*Instructions to follow*
Reproduce the data, keeping every word exactly as it is.

══════════════════════════════

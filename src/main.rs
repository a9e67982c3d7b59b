use filetemplate::{
    cli::{get_args, get_log_level_from_verbose, run},
    error::default_error_handler,
};

fn main() {
    let cli = get_args();
    env_logger::Builder::new()
        .filter_level(get_log_level_from_verbose(cli.verbose))
        .format_timestamp_millis()
        .init();

    if let Err(err) = run(cli) {
        default_error_handler(err);
    }
}
//! Reader for Java-properties style definition files.
//!
//! Supported: `key = value`, `key: value` and `key value` pairs, `#` and `!`
//! comment lines, backslash line continuation and the `\t \n \r \f \uXXXX`
//! escapes (any other escaped character stands for itself). A key given
//! twice keeps its first position and its last value.

use indexmap::IndexMap;

pub fn parse_properties(content: &str) -> IndexMap<String, String> {
    logical_lines(content)
        .iter()
        .map(|line| split_key_value(line))
        .map(|(key, value)| (unescape(key), unescape(value)))
        .collect()
}

fn logical_lines(content: &str) -> Vec<String> {
    let mut lines = Vec::new();
    let mut natural = content.lines();
    while let Some(line) = natural.next() {
        let line = line.trim_start();
        if line.is_empty() || line.starts_with('#') || line.starts_with('!') {
            continue;
        }
        let mut logical = line.to_string();
        while ends_with_continuation(&logical) {
            logical.pop();
            match natural.next() {
                Some(next) => logical.push_str(next.trim_start()),
                None => break,
            }
        }
        lines.push(logical);
    }
    lines
}

fn ends_with_continuation(line: &str) -> bool {
    line.chars().rev().take_while(|c| *c == '\\').count() % 2 == 1
}

fn split_key_value(line: &str) -> (&str, &str) {
    let mut key_end = line.len();
    let mut escaped = false;
    for (index, c) in line.char_indices() {
        if escaped {
            escaped = false;
            continue;
        }
        match c {
            '\\' => escaped = true,
            '=' | ':' => {
                key_end = index;
                break;
            }
            c if c.is_whitespace() => {
                key_end = index;
                break;
            }
            _ => {}
        }
    }

    let rest = line[key_end..].trim_start();
    let value = rest.strip_prefix(['=', ':']).map_or(rest, str::trim_start);
    (&line[..key_end], value)
}

fn unescape(text: &str) -> String {
    let mut unescaped = String::with_capacity(text.len());
    let mut chars = text.chars();
    while let Some(c) = chars.next() {
        if c != '\\' {
            unescaped.push(c);
            continue;
        }
        match chars.next() {
            Some('t') => unescaped.push('\t'),
            Some('n') => unescaped.push('\n'),
            Some('r') => unescaped.push('\r'),
            Some('f') => unescaped.push('\u{0C}'),
            Some('u') => {
                let hex: String = chars.by_ref().take(4).collect();
                match u32::from_str_radix(&hex, 16).ok().and_then(char::from_u32) {
                    Some(decoded) => unescaped.push(decoded),
                    None => {
                        unescaped.push_str("\\u");
                        unescaped.push_str(&hex);
                    }
                }
            }
            Some(other) => unescaped.push(other),
            None => {}
        }
    }
    unescaped
}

══════════════════════════════

*Answer box*
filename src/main.rs
repository a9e67982c3d7b59b
use filetemplate::{
    cli::{get_args, get_log_level_from_verbose, run},
    error::default_error_handler,
};

fn main() {
    let cli = get_args();
    env_logger::Builder::new()
        .filter_level(get_log_level_from_verbose(cli.verbose))
        .format_timestamp_millis()
        .init();

    if let Err(err) = run(cli) {
        default_error_handler(err);
    }
}
//! Reader for Java-properties style definition files.
//!
//! Supported: `key = value`, `key: value` and `key value` pairs, `#` and `!`
//! comment lines, backslash line continuation and the `\t \n \r \f \uXXXX`
//! escapes (any other escaped character stands for itself). A key given
//! twice keeps its first position and its last value.

use indexmap::IndexMap;

pub fn parse_properties(content: &str) -> IndexMap<String, String> {
    logical_lines(content)
        .iter()
        .map(|line| split_key_value(line))
        .map(|(key, value)| (unescape(key), unescape(value)))
        .collect()
}

fn logical_lines(content: &str) -> Vec<String> {
    let mut lines = Vec::new();
    let mut natural = content.lines();
    while let Some(line) = natural.next() {
        let line = line.trim_start();
        if line.is_empty() || line.starts_with('#') || line.starts_with('!') {
            continue;
        }
        let mut logical = line.to_string();
        while ends_with_continuation(&logical) {
            logical.pop();
            match natural.next() {
                Some(next) => logical.push_str(next.trim_start()),
                None => break,
            }
        }
        lines.push(logical);
    }
    lines
}

fn ends_with_continuation(line: &str) -> bool {
    line.chars().rev().take_while(|c| *c == '\\').count() % 2 == 1
}

fn split_key_value(line: &str) -> (&str, &str) {
    let mut key_end = line.len();
    let mut escaped = false;
    for (index, c) in line.char_indices() {
        if escaped {
            escaped = false;
            continue;
        }
        match c {
            '\\' => escaped = true,
            '=' | ':' => {
                key_end = index;
                break;
            }
            c if c.is_whitespace() => {
                key_end = index;
                break;
            }
            _ => {}
        }
    }

    let rest = line[key_end..].trim_start();
    let value = rest.strip_prefix(['=', ':']).map_or(rest, str::trim_start);
    (&line[..key_end], value)
}

fn unescape(text: &str) -> String {
    let mut unescaped = String::with_capacity(text.len());
    let mut chars = text.chars();
    while let Some(c) = chars.next() {
        if c != '\\' {
            unescaped.push(c);
            continue;
        }
        match chars.next() {
            Some('t') => unescaped.push('\t'),
            Some('n') => unescaped.push('\n'),
            Some('r') => unescaped.push('\r'),
            Some('f') => unescaped.push('\u{0C}'),
            Some('u') => {
                let hex: String = chars.by_ref().take(4).collect();
                match u32::from_str_radix(&hex, 16).ok().and_then(char::from_u32) {
                    Some(decoded) => unescaped.push(decoded),
                    None => {
                        unescaped.push_str("\\u");
                        unescaped.push_str(&hex);
                    }
                }
            }
            Some(other) => unescaped.push(other),
            None => {}
        }
    }
    unescaped
}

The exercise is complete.